Di era internet ini, sulit sekali untuk lepas dari itu. Kami
juga pernah menemukan anaknya yang maniak game.
Tapi, bisa kok dia lepas dari ketergantungan game, caranya dialihkan. Coba
utak-atiknya ke yang lain. Untuk mengajak anak seperti itu memang butuh
kesabaran. Sebenarnya anak-anak saya main game
juga. Tapi, tidak sampai menjadi maniac. Karena saya alihkan ke kegiatan fisik
lainnya seperti main bola, sepeda, puzzle atau baca buku. Apalagi enam anak
saya laki-laki.
“Saya lebih senang bila mereka berprestasi atau bertambah hafalan Al-Qurannya”
Apakah di Hari Ibu anak-anak memberi kejutan?
Saya pribadi tidak menuntut adanya penghargaan di hari ibu.
Tapi biasanya anak-anak itu otomatis saja memberi ucapan selamat, minimal kirim
sms. Seperti ini smsnya, “Selamat hari ibu Ummiku sayang, semoga selalu menjadi
umi yang menginspirasi anak-anaknya.” Bagi saya, kado bingkisan itu tidak harus
selalu barang, saya lebih senang bila mereka berprestasi atau bertambah hafalan
Al-Qurannya. Karena ini yang membahagiakan.
Komposisi guru di SMPIT Ihsanul Fikri ini berapa persen?
Lebih banyak laki-laki, sekitar 60 persen laki dan 40 persennya
perempuan. Karena SMPIT ini jam kerjanya sampai sore. Tapi, kami memberi izin bagi
ibu guru yang punya bayi, pada jam-jam tertentu boleh pulang untuk memberi Air
Susu Ibu (asi) pada bayinya.
Tentang belum adanya keberpihakan pada kaum Ibu di Indonesia
ini, apa komentar Anda?
Kami lihat di masyarakat memang masih banyak ibu-ibu
disamping kesehatannya belum diperhatikan dengan baik, juga pendidikannya. Di
desa masih banyak kami temui ibu-ibu yang pendidikannya masih rendah.

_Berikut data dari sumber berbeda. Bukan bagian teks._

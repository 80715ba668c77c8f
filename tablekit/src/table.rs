//! Per-instance orchestration of engine, filter, persistence and menus.

use std::sync::{Arc, RwLock};

use crate::column::{ColumnSpec, validate_columns};
use crate::context_menu::{
    ContextMenuActionEvent, ContextMenuController, ContextMenuItem, MenuClick, MenuPosition,
    MenuSize, MenuState, Viewport,
};
use crate::engine::GridEngine;
use crate::error::TableError;
use crate::export::{export_file_name, export_rows};
use crate::filter::{FuzzyFilterPredicate, FuzzyMatcher, NucleoMatcher};
use crate::search::{Navigator, SearchChannel, Subscription, sync_search_param};
use crate::store::{MemoryStore, ViewStateStore};
use crate::view_state::{ViewState, ViewStatePersistence};

/// Default popup dimensions used until the adapter measures the real
/// menu.
const DEFAULT_MENU_SIZE: MenuSize = MenuSize {
    width: 300,
    height: 200,
};

const DEFAULT_VIEWPORT: Viewport = Viewport {
    width: 1920,
    height: 1080,
};

type ActionSink<T> = Arc<dyn Fn(ContextMenuActionEvent<T>) + Send + Sync>;

struct TableInner<T> {
    query: String,
    visible_ids: Vec<String>,
    persistence: ViewStatePersistence,
    navigator: Option<Arc<dyn Navigator>>,
    channel: Option<SearchChannel>,
    on_action: Option<ActionSink<T>>,
    menu: ContextMenuController<T>,
    ready: bool,
    /// A search publish arrived before the engine was ready; run the
    /// deferred filter pass at ready time.
    pending_publish: bool,
}

/// One table instance: wires a grid engine, a fuzzy matcher, a view
/// state store and a search channel together.
///
/// Construction is chainable: [`TableCore::new`] then `with_*` for the
/// optional collaborators. Dropping the core releases its search
/// channel subscription.
pub struct TableCore<T: Clone + Send + Sync + 'static> {
    inner: Arc<RwLock<TableInner<T>>>,
    engine: Arc<dyn GridEngine<T>>,
    predicate: FuzzyFilterPredicate<T>,
    subscription: Option<Subscription>,
}

impl<T: Clone + Send + Sync + 'static> TableCore<T> {
    /// Create a table core with the default nucleo-backed matcher.
    pub fn new(engine: Arc<dyn GridEngine<T>>, columns: Vec<ColumnSpec<T>>) -> Self {
        Self::with_matcher(engine, columns, Arc::new(NucleoMatcher::new()))
    }

    /// Create a table core with an explicit matcher.
    pub fn with_matcher(
        engine: Arc<dyn GridEngine<T>>,
        columns: Vec<ColumnSpec<T>>,
        matcher: Arc<dyn FuzzyMatcher>,
    ) -> Self {
        let descriptors: Vec<_> = columns.iter().map(|c| c.descriptor.clone()).collect();
        validate_columns(&descriptors);

        let mut visible: Vec<_> = descriptors.iter().filter(|c| c.visible).collect();
        visible.sort_by_key(|c| c.order);
        let visible_ids = visible.into_iter().map(|c| c.id.clone()).collect();

        let predicate = FuzzyFilterPredicate::new(columns, matcher);
        let inner = Arc::new(RwLock::new(TableInner {
            query: String::new(),
            visible_ids,
            persistence: ViewStatePersistence::new(Arc::new(MemoryStore::new()), None),
            navigator: None,
            channel: None,
            on_action: None,
            menu: ContextMenuController::new(DEFAULT_VIEWPORT, DEFAULT_MENU_SIZE),
            ready: false,
            pending_publish: false,
        }));

        let engine_predicate = predicate.clone();
        let engine_inner = Arc::clone(&inner);
        engine.set_filter_predicate(Box::new(move |row| {
            let (query, visible) = engine_inner
                .read()
                .map(|g| (g.query.clone(), g.visible_ids.clone()))
                .unwrap_or_default();
            engine_predicate.matches(row, &visible, &query)
        }));

        Self {
            inner,
            engine,
            predicate,
            subscription: None,
        }
    }

    /// Persist view state under `context` in the given store.
    pub fn with_store(self, store: Arc<dyn ViewStateStore>, context: impl Into<String>) -> Self {
        if let Ok(mut guard) = self.inner.write() {
            guard.persistence = ViewStatePersistence::new(store, Some(context.into()));
        }
        self
    }

    /// Mirror search publishes into the page URL through `navigator`.
    pub fn with_navigator(self, navigator: Arc<dyn Navigator>) -> Self {
        if let Ok(mut guard) = self.inner.write() {
            guard.navigator = Some(navigator);
        }
        self
    }

    /// Popup clamping geometry.
    pub fn with_menu_layout(self, viewport: Viewport, menu_size: MenuSize) -> Self {
        if let Ok(mut guard) = self.inner.write() {
            guard.menu = ContextMenuController::new(viewport, menu_size);
        }
        self
    }

    /// Receive dispatched context-menu action events.
    pub fn on_action(self, f: impl Fn(ContextMenuActionEvent<T>) + Send + Sync + 'static) -> Self {
        if let Ok(mut guard) = self.inner.write() {
            guard.on_action = Some(Arc::new(f));
        }
        self
    }

    /// Subscribe to a search channel. The current channel value, if
    /// any, is applied immediately; afterwards every publish causes
    /// exactly one re-filter pass.
    pub fn attach_search(mut self, channel: &SearchChannel) -> Self {
        if let Ok(mut guard) = self.inner.write() {
            guard.channel = Some(channel.clone());
        }
        let inner = Arc::clone(&self.inner);
        let engine = Arc::clone(&self.engine);
        self.subscription =
            Some(channel.subscribe(move |query| Self::apply_query(&inner, &engine, query)));
        if let Some(latest) = channel.latest() {
            Self::apply_query(&self.inner, &self.engine, &latest);
        }
        self
    }

    // -------------------------------------------------------------------------
    // Engine lifecycle
    // -------------------------------------------------------------------------

    /// The engine signalled readiness. Applies persisted view state (or
    /// auto-sizes once without a context) and runs any filter pass that
    /// was deferred while the engine was still wiring up. Tolerates the
    /// signal arriving before or after the rest of the wiring; repeat
    /// signals are ignored.
    pub fn engine_ready(&self) {
        let first = self
            .inner
            .write()
            .map(|mut g| !std::mem::replace(&mut g.ready, true))
            .unwrap_or(false);
        if !first {
            return;
        }

        let Ok(persistence) = self.inner.read().map(|g| g.persistence.clone()) else {
            return;
        };

        // Wire the predicate before any restoration so a republished
        // query filters against real state, not the pass-all stub.
        let deferred = self.predicate.mark_wired();

        let mut republished = false;
        if persistence.has_context() {
            if let Some(state) = persistence.load() {
                self.restore_layout(&persistence, &state);
                republished = self.restore_query(&state);
            }
        } else {
            // Session-only tables size to the viewport exactly once.
            self.engine.auto_size_columns();
        }

        let pending = self
            .inner
            .write()
            .map(|mut g| std::mem::take(&mut g.pending_publish))
            .unwrap_or(false);

        // A republished query already refiltered through the channel
        // callback; do not run a second pass for the same state.
        if (deferred || pending) && !republished {
            self.engine.refilter();
        }
        if pending {
            Self::persist_current_inner(&self.inner, &self.engine);
        }
    }

    fn restore_layout(&self, persistence: &ViewStatePersistence, state: &ViewState) {
        let context = persistence.context().unwrap_or_default();
        if !state.columns.is_empty() {
            if self.engine.apply_column_state(&state.columns) {
                if let Ok(mut guard) = self.inner.write() {
                    guard.visible_ids = state.visible_column_ids();
                }
            } else {
                log::warn!(
                    "stored column layout for '{context}' rejected by the engine; auto-sizing columns"
                );
                self.engine.auto_size_columns();
            }
        }
        let entries = state.sort_entries();
        if !entries.is_empty() && !self.engine.apply_sort_state(&entries) {
            log::warn!("stored sort model for '{context}' rejected by the engine");
        }
    }

    /// Bring a persisted search query back. Returns `true` when the
    /// query was republished on the channel (which refilters on its
    /// own).
    fn restore_query(&self, state: &ViewState) -> bool {
        if state.search_query.is_empty() {
            return false;
        }
        let (channel, live_query) = self
            .inner
            .read()
            .map(|g| (g.channel.clone(), g.query.clone()))
            .unwrap_or((None, String::new()));
        if !live_query.is_empty() {
            // A live publish outranks whatever was stored.
            return false;
        }
        match channel {
            Some(channel) => {
                channel.publish(&state.search_query);
                true
            }
            None => {
                if let Ok(mut guard) = self.inner.write() {
                    guard.query = state.search_query.clone();
                    guard.pending_publish = true;
                }
                false
            }
        }
    }

    fn apply_query(
        inner: &Arc<RwLock<TableInner<T>>>,
        engine: &Arc<dyn GridEngine<T>>,
        query: &str,
    ) {
        let (navigator, ready) = match inner.write() {
            Ok(mut g) => {
                g.query = query.to_string();
                if !g.ready {
                    g.pending_publish = true;
                }
                (g.navigator.clone(), g.ready)
            }
            Err(_) => return,
        };

        if let Some(navigator) = navigator {
            sync_search_param(&*navigator, query);
        }
        if ready {
            Self::persist_current_inner(inner, engine);
            engine.refilter();
        }
    }

    fn persist_current_inner(inner: &Arc<RwLock<TableInner<T>>>, engine: &Arc<dyn GridEngine<T>>) {
        let Ok((persistence, query)) = inner
            .read()
            .map(|g| (g.persistence.clone(), g.query.clone()))
        else {
            return;
        };

        let state = ViewState::assemble(engine.column_state(), &engine.sort_state(), query);
        if !state.columns.is_empty()
            && let Ok(mut guard) = inner.write()
        {
            guard.visible_ids = state.visible_column_ids();
        }
        persistence.save(&state);
    }

    // -------------------------------------------------------------------------
    // Layout and sort change hooks
    // -------------------------------------------------------------------------

    /// A user-visible column reorder, resize or show/hide happened;
    /// persist the layout synchronously.
    pub fn on_column_state_changed(&self) {
        Self::persist_current_inner(&self.inner, &self.engine);
    }

    /// The sort model changed; persist it synchronously.
    pub fn on_sort_changed(&self) {
        Self::persist_current_inner(&self.inner, &self.engine);
    }

    // -------------------------------------------------------------------------
    // Search
    // -------------------------------------------------------------------------

    /// The query currently applied to the filter.
    pub fn query(&self) -> String {
        self.inner.read().map(|g| g.query.clone()).unwrap_or_default()
    }

    /// Ids of the columns the filter currently searches.
    pub fn visible_column_ids(&self) -> Vec<String> {
        self.inner
            .read()
            .map(|g| g.visible_ids.clone())
            .unwrap_or_default()
    }

    // -------------------------------------------------------------------------
    // Selection and export
    // -------------------------------------------------------------------------

    /// Select (or deselect) rows in bulk. With an active filter only
    /// the filtered-in rows are touched; selecting rows the user cannot
    /// see would contradict visible intent.
    pub fn select_all(&self, deselect: bool) {
        let filter_active = self
            .inner
            .read()
            .map(|g| !g.query.is_empty())
            .unwrap_or(false)
            && self.predicate.is_wired();
        match (filter_active, deselect) {
            (true, false) => self.engine.select_filtered_rows(),
            (true, true) => self.engine.deselect_filtered_rows(),
            (false, false) => self.engine.select_all_rows(),
            (false, true) => self.engine.deselect_all_rows(),
        }
    }

    /// Export the selection when anything is selected, otherwise the
    /// filtered-in rows, named `{context}.csv` or the generic default.
    pub fn export_csv(&self) {
        let context = self
            .inner
            .read()
            .ok()
            .and_then(|g| g.persistence.context().map(str::to_string));
        let rows = export_rows(self.engine.selected_rows(), self.engine.filtered_rows());
        self.engine
            .export_csv(&rows, &export_file_name(context.as_deref()));
    }

    // -------------------------------------------------------------------------
    // Context menu
    // -------------------------------------------------------------------------

    pub fn menu_state(&self) -> MenuState {
        self.inner.read().map(|g| g.menu.state()).unwrap_or_default()
    }

    /// Right-click on a row: open the row menu there, clamped to the
    /// viewport.
    pub fn open_row_menu(&self, row: T, click_x: u32, click_y: u32) -> Option<MenuPosition> {
        self.inner
            .write()
            .map(|mut g| g.menu.open_row_menu(row, click_x, click_y))
            .ok()
    }

    pub fn open_column_menu(&self) {
        if let Ok(mut guard) = self.inner.write() {
            guard.menu.open_column_menu();
        }
    }

    /// Document-wide capture-phase click: closes whichever menu is
    /// open.
    pub fn document_click(&self) {
        if let Ok(mut guard) = self.inner.write() {
            guard.menu.document_click();
        }
    }

    /// The window resized; update popup clamping.
    pub fn set_viewport(&self, viewport: Viewport) {
        if let Ok(mut guard) = self.inner.write() {
            guard.menu.set_viewport(viewport);
        }
    }

    /// See [`ContextMenuController::is_disabled`].
    pub fn is_item_disabled(&self, item: &ContextMenuItem<T>) -> Result<bool, TableError> {
        let guard = self.inner.read().unwrap_or_else(|e| e.into_inner());
        guard.menu.is_disabled(item, &*self.engine)
    }

    /// Dispatch an action item click: the event is published to the
    /// host sink and the menu closes. See
    /// [`ContextMenuController::dispatch`] for the payload shape.
    pub fn dispatch_action(
        &self,
        action: &str,
        multi_row: bool,
        click: &mut MenuClick,
    ) -> Result<(), TableError> {
        let (event, sink) = {
            let mut guard = self.inner.write().unwrap_or_else(|e| e.into_inner());
            let event = guard.menu.dispatch(action, multi_row, click, &*self.engine)?;
            (event, guard.on_action.clone())
        };
        if let Some(sink) = sink {
            sink(event);
        }
        Ok(())
    }
}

Harapan
kami, pemerintah bisa memberikan perhatian terhadap masalah ini.
Tapi, tidak bisa menunggu pemerintah terus?
Sebagai daiyah, kami yang diamanahi sebagai Ketua Salimah,
memiliki program untuk pemberdayaan perempuan, diantaranya dengan program
majelis taklim kaum ibu dan Sekolah Ibu Salimah Terpadu (Sister).
Untuk majelis taklim ini kajian Islam dengan sistem
pembinaan. Sedangkan Sister, namanya sekolah tentu yang diajarkan macam-macam,
ada kesehatan dan ketrampilan. Dibeberapa tempat ada Program Sister, dalam
rangka ambil bagian untuk meningkatkan ketrampilan ibu dan meningkatkan
pengetahuan ibu. Harapannya, nanti bisa diaplikasikan baik kesehatannya maupun
ketrampilannya.
Selain itu ada juga kegiatan Rumah Pangan Lestari (RPL),
memanfaatkan lahan di rumah untuk ditanami sayuran atau kebutuhan dapur.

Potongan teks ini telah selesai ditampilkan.